> ABOUT THIS EXERCISE: Search the records for the word "element" and copy each line in which it appears.

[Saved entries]
····················
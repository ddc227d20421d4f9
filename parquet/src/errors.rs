// Licensed to the Apache Software Foundation (ASF) under one
// or more contributor license agreements.  See the NOTICE file
// distributed with this work for additional information
// regarding copyright ownership.  The ASF licenses this file
// to you under the Apache License, Version 2.0 (the
// "License"); you may not use this file except in compliance
// with the License.  You may obtain a copy of the License at
//
//   http://www.apache.org/licenses/LICENSE-2.0
//
// Unless required by applicable law or agreed to in writing,
// software distributed under the License is distributed on an
// "AS IS" BASIS, WITHOUT WARRANTIES OR CONDITIONS OF ANY
// KIND, either express or implied.  See the License for the
// specific language governing permissions and limitations
// under the License.

//! Common Parquet errors and macros.

use std::error::Error;
use std::num::TryFromIntError;
use std::sync::Arc;
use std::{io, result, str};

/// Parquet error enumeration
///
/// Every variant except [`ParquetError::EndOfChunk`] is fatal to the
/// [`ColumnChunkReader`](crate::column::reader::ColumnChunkReader) that produced it.
// Note: we don't implement PartialEq as the semantics for the
// external variant are not well defined
#[derive(Debug, Clone)]
#[non_exhaustive]
pub enum ParquetError {
    /// General Parquet error.
    /// Returned when code violates normal workflow of working with Parquet files.
    General(String),
    /// "Not yet implemented" Parquet error.
    /// Returned when functionality is not yet available.
    NYI(String),
    /// The thrift page header or a varint in it could not be parsed.
    MalformedHeader(String),
    /// A known encoding that cannot be decoded for the column's physical type.
    UnsupportedEncoding(String),
    /// A known compression codec that this crate cannot decompress.
    UnsupportedCompressionCodec(String),
    /// Declared and actual sizes disagree, or a page extends past its column chunk.
    CorruptPage(String),
    /// Fewer bytes remain than a fixed-width decode requires.
    TruncatedInput(String),
    /// A bit width outside of `1..=32` was passed to the bit packer.
    InvalidBitWidth(usize),
    /// A dictionary key does not address an entry of the dictionary.
    DictionaryIndexOutOfRange {
        /// The offending key
        index: usize,
        /// The number of entries in the dictionary
        len: usize,
    },
    /// A hybrid run header declared zero values while more values were expected.
    EmptyRun,
    /// No data pages remain in the column chunk. This is not a failure.
    EndOfChunk,
    /// Invalid index (index, bound)
    IndexOutOfBound(usize, usize),
    /// An external error variant
    External(Arc<dyn Error + Send + Sync>),
}

impl ParquetError {
    /// Returns true if this is the [`ParquetError::EndOfChunk`] sentinel
    pub fn is_end_of_chunk(&self) -> bool {
        matches!(self, ParquetError::EndOfChunk)
    }
}

impl std::fmt::Display for ParquetError {
    fn fmt(&self, fmt: &mut std::fmt::Formatter) -> std::fmt::Result {
        match &self {
            ParquetError::General(message) => write!(fmt, "Parquet error: {message}"),
            ParquetError::NYI(message) => write!(fmt, "NYI: {message}"),
            ParquetError::MalformedHeader(message) => write!(fmt, "Malformed header: {message}"),
            ParquetError::UnsupportedEncoding(message) => {
                write!(fmt, "Unsupported encoding: {message}")
            }
            ParquetError::UnsupportedCompressionCodec(message) => {
                write!(fmt, "Unsupported compression codec: {message}")
            }
            ParquetError::CorruptPage(message) => write!(fmt, "Corrupt page: {message}"),
            ParquetError::TruncatedInput(message) => write!(fmt, "EOF: {message}"),
            ParquetError::InvalidBitWidth(width) => {
                write!(fmt, "Invalid bit width {width}, expected 1..=32")
            }
            ParquetError::DictionaryIndexOutOfRange { index, len } => write!(
                fmt,
                "Dictionary index {index} out of range for dictionary of {len} entries"
            ),
            ParquetError::EmptyRun => write!(fmt, "Hybrid run header declares zero values"),
            ParquetError::EndOfChunk => write!(fmt, "End of column chunk"),
            ParquetError::IndexOutOfBound(index, bound) => {
                write!(fmt, "Index {index} out of bound: {bound}")
            }
            ParquetError::External(e) => write!(fmt, "External: {e}"),
        }
    }
}

impl Error for ParquetError {
    fn source(&self) -> Option<&(dyn Error + 'static)> {
        match self {
            ParquetError::External(e) => Some(e.as_ref()),
            _ => None,
        }
    }
}

impl From<TryFromIntError> for ParquetError {
    fn from(e: TryFromIntError) -> ParquetError {
        ParquetError::General(format!("Integer overflow: {e}"))
    }
}

impl From<io::Error> for ParquetError {
    fn from(e: io::Error) -> ParquetError {
        ParquetError::External(Arc::new(e))
    }
}

#[cfg(feature = "snap")]
impl From<snap::Error> for ParquetError {
    fn from(e: snap::Error) -> ParquetError {
        ParquetError::External(Arc::new(e))
    }
}

impl From<str::Utf8Error> for ParquetError {
    fn from(e: str::Utf8Error) -> ParquetError {
        ParquetError::External(Arc::new(e))
    }
}

/// A specialized `Result` for Parquet errors.
pub type Result<T, E = ParquetError> = result::Result<T, E>;

// ----------------------------------------------------------------------
// Convenient macros for different errors

macro_rules! general_err {
    ($fmt:expr) => (ParquetError::General($fmt.to_owned()));
    ($fmt:expr, $($args:expr),*) => (ParquetError::General(format!($fmt, $($args),*)));
}

macro_rules! eof_err {
    ($fmt:expr) => (ParquetError::TruncatedInput($fmt.to_owned()));
    ($fmt:expr, $($args:expr),*) => (ParquetError::TruncatedInput(format!($fmt, $($args),*)));
}

macro_rules! corrupt_err {
    ($fmt:expr) => (ParquetError::CorruptPage($fmt.to_owned()));
    ($fmt:expr, $($args:expr),*) => (ParquetError::CorruptPage(format!($fmt, $($args),*)));
}

macro_rules! malformed_err {
    ($fmt:expr) => (ParquetError::MalformedHeader($fmt.to_owned()));
    ($fmt:expr, $($args:expr),*) => (ParquetError::MalformedHeader(format!($fmt, $($args),*)));
}

macro_rules! unsupported_encoding_err {
    ($fmt:expr) => (ParquetError::UnsupportedEncoding($fmt.to_owned()));
    ($fmt:expr, $($args:expr),*) => (ParquetError::UnsupportedEncoding(format!($fmt, $($args),*)));
}

#[cfg(test)]
mod tests {
    use super::*;

    #[test]
    fn test_end_of_chunk_is_distinguishable() {
        assert!(ParquetError::EndOfChunk.is_end_of_chunk());
        assert!(!corrupt_err!("bad page").is_end_of_chunk());
        assert!(!eof_err!("End of chunk").is_end_of_chunk());
    }

    #[test]
    fn test_error_display() {
        assert_eq!(
            eof_err!("Not enough bytes: {}", 3).to_string(),
            "EOF: Not enough bytes: 3"
        );
        assert_eq!(
            ParquetError::DictionaryIndexOutOfRange { index: 4, len: 2 }.to_string(),
            "Dictionary index 4 out of range for dictionary of 2 entries"
        );
        assert_eq!(
            ParquetError::InvalidBitWidth(33).to_string(),
            "Invalid bit width 33, expected 1..=32"
        );
    }

    #[test]
    fn test_recorded_error_clones() {
        let err: ParquetError = io::Error::new(io::ErrorKind::Other, "disk gone").into();
        let again = err.clone();
        assert_eq!(err.to_string(), again.to_string());
        assert!(again.source().is_some());
    }
}
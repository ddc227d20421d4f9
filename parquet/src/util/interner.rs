// Licensed to the Apache Software Foundation (ASF) under one
// or more contributor license agreements.  See the NOTICE file
// distributed with this work for additional information
// regarding copyright ownership.  The ASF licenses this file
// to you under the Apache License, Version 2.0 (the
// "License"); you may not use this file except in compliance
// with the License.  You may obtain a copy of the License at
//
//   http://www.apache.org/licenses/LICENSE-2.0
//
// Unless required by applicable law or agreed to in writing,
// software distributed under the License is distributed on an
// "AS IS" BASIS, WITHOUT WARRANTIES OR CONDITIONS OF ANY
// KIND, either express or implied.  See the License for the
// specific language governing permissions and limitations
// under the License.

//! Value deduplication for dictionary encoding.

use std::hash::{BuildHasher, Hash, Hasher};

use hashbrown::hash_map::RawEntryMut;
use hashbrown::HashMap;

use crate::data_type::AsBytes;

/// Backing store for the distinct values seen by an [`Interner`]
pub trait Storage {
    type Key: Copy;

    type Value: AsBytes + PartialEq + ?Sized;

    /// Gets an element by its key
    fn get(&self, idx: Self::Key) -> &Self::Value;

    /// Adds a new element, returning the key
    fn push(&mut self, value: &Self::Value) -> Self::Key;
}

/// Maps values to dense keys, storing each distinct value once in `S`.
pub struct Interner<S: Storage> {
    state: ahash::RandomState,

    /// Keys of the stored values, hashed by the bytes of the value they refer to.
    ///
    /// The map has no hasher of its own; every lookup and insert goes through the
    /// raw entry API with a hash computed by `state`.
    dedup: HashMap<S::Key, (), ()>,

    storage: S,
}

impl<S: Storage> Interner<S> {
    pub fn new(storage: S) -> Self {
        Self {
            state: Default::default(),
            dedup: Default::default(),
            storage,
        }
    }

    /// Returns the key for `value`, pushing it to the storage if it is new.
    pub fn intern(&mut self, value: &S::Value) -> S::Key {
        let hash = compute_hash(&self.state, value);

        let entry = self
            .dedup
            .raw_entry_mut()
            .from_hash(hash, |key| value == self.storage.get(*key));

        match entry {
            RawEntryMut::Occupied(entry) => *entry.into_key(),
            RawEntryMut::Vacant(entry) => {
                let key = self.storage.push(value);

                *entry
                    .insert_with_hasher(hash, key, (), |key| {
                        compute_hash(&self.state, self.storage.get(*key))
                    })
                    .0
            }
        }
    }

    pub fn storage(&self) -> &S {
        &self.storage
    }

    /// Consumes the interner, returning the storage
    pub fn into_inner(self) -> S {
        self.storage
    }
}

fn compute_hash<T: AsBytes + ?Sized>(state: &ahash::RandomState, value: &T) -> u64 {
    let mut hasher = state.build_hasher();
    value.as_bytes().hash(&mut hasher);
    hasher.finish()
}
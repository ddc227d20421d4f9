// Licensed to the Apache Software Foundation (ASF) under one
// or more contributor license agreements.  See the NOTICE file
// distributed with this work for additional information
// regarding copyright ownership.  The ASF licenses this file
// to you under the Apache License, Version 2.0 (the
// "License"); you may not use this file except in compliance
// with the License.  You may obtain a copy of the License at
//
//   http://www.apache.org/licenses/LICENSE-2.0
//
// Unless required by applicable law or agreed to in writing,
// software distributed under the License is distributed on an
// "AS IS" BASIS, WITHOUT WARRANTIES OR CONDITIONS OF ANY
// KIND, either express or implied.  See the License for the
// specific language governing permissions and limitations
// under the License.

//! Byte sources a column chunk can be read from.
//!
//! The page reader only needs random access to the chunk's byte range, which
//! [`ChunkReader`] provides for a [`File`] and for an in-memory [`Bytes`] buffer.

use bytes::Bytes;
use std::fs::File;
use std::io::{Read, Seek, SeekFrom};

use crate::errors::{ParquetError, Result};
pub use crate::file::serialized_reader::SerializedPageReader;

/// Length should return the total number of bytes in the input source.
#[allow(clippy::len_without_is_empty)]
pub trait Length {
    /// Returns the amount of bytes of the inner source.
    fn len(&self) -> u64;
}

/// The ChunkReader trait reads ranges of bytes of a source.
///
/// For more information see [`File::try_clone`]
pub trait ChunkReader: Length + Send + Sync {
    /// Get a range as bytes
    ///
    /// Returns [`ParquetError::TruncatedInput`] if the source holds fewer than
    /// `length` bytes after `start`.
    ///
    /// Concurrent calls to [`Self::get_bytes`] may result in interleaved output
    ///
    /// See [`File::try_clone`] for more information
    fn get_bytes(&self, start: u64, length: usize) -> Result<Bytes>;
}

impl Length for File {
    fn len(&self) -> u64 {
        self.metadata().map(|m| m.len()).unwrap_or(0u64)
    }
}

impl ChunkReader for File {
    fn get_bytes(&self, start: u64, length: usize) -> Result<Bytes> {
        let mut buffer = Vec::with_capacity(length);
        let mut reader = self.try_clone()?;
        reader.seek(SeekFrom::Start(start))?;
        let read = reader.take(length as _).read_to_end(&mut buffer)?;

        if read != length {
            return Err(eof_err!(
                "Expected to read {} bytes, read only {}",
                length,
                read
            ));
        }
        Ok(buffer.into())
    }
}

impl Length for Bytes {
    fn len(&self) -> u64 {
        self.len() as u64
    }
}

impl ChunkReader for Bytes {
    fn get_bytes(&self, start: u64, length: usize) -> Result<Bytes> {
        let start = usize::try_from(start)?;
        let available = self.len().saturating_sub(start);
        if available < length {
            return Err(eof_err!(
                "Expected to read {} bytes at offset {}, read only {}",
                length,
                start,
                available
            ));
        }
        Ok(self.slice(start..start + length))
    }
}
// Licensed to the Apache Software Foundation (ASF) under one
// or more contributor license agreements.  See the NOTICE file
// distributed with this work for additional information
// regarding copyright ownership.  The ASF licenses this file
// to you under the Apache License, Version 2.0 (the
// "License"); you may not use this file except in compliance
// with the License.  You may obtain a copy of the License at
//
//   http://www.apache.org/licenses/LICENSE-2.0
//
// Unless required by applicable law or agreed to in writing,
// software distributed under the License is distributed on an
// "AS IS" BASIS, WITHOUT WARRANTIES OR CONDITIONS OF ANY
// KIND, either express or implied.  See the License for the
// specific language governing permissions and limitations
// under the License.

//! Low level APIs for reading and writing the pages of a column chunk.
//!
//! Provides the chunk byte sources, page reader and writer, column chunk metadata and
//! reader/writer properties.
//!
//! # See Also:
//! * [`SerializedPageReader`] and [`SerializedPageWriter`] for reading / writing pages
//! * [`metadata`]: for column chunk metadata and page headers
//! * [`properties`]: for reader and writer configuration
//!
//! [`SerializedPageReader`]: serialized_reader::SerializedPageReader
//! [`SerializedPageWriter`]: writer::SerializedPageWriter
//!
//! # Example of listing the pages of a column chunk
//!
//! ```rust,no_run
//! use std::{fs::File, sync::Arc};
//!
//! use parquet_codec::basic::{Compression, Type};
//! use parquet_codec::column::page::PageReader;
//! use parquet_codec::file::metadata::ColumnChunkMetaData;
//! use parquet_codec::file::reader::SerializedPageReader;
//! use parquet_codec::schema::types::ColumnDescriptor;
//!
//! let descr = ColumnDescriptor::builder("id", Type::INT64).build().unwrap();
//! // Offsets and sizes come from the file footer
//! let meta = ColumnChunkMetaData::builder(Arc::new(descr))
//!     .set_compression(Compression::SNAPPY)
//!     .set_data_page_offset(4)
//!     .set_total_compressed_size(1024)
//!     .build()
//!     .unwrap();
//!
//! let file = File::open("/path/to/sample.parquet").unwrap();
//! let mut reader = SerializedPageReader::new(Arc::new(file), &meta).unwrap();
//! while let Some(header) = reader.peek_next_page().unwrap() {
//!     println!("{:?}", header);
//!     reader.skip_next_page().unwrap();
//! }
//! ```
pub mod metadata;
pub mod properties;
pub mod reader;
pub mod serialized_reader;
pub mod writer;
····················
> ANSWER BOX:
    /// Gets an element by its key
    /// Adds a new element, returning the key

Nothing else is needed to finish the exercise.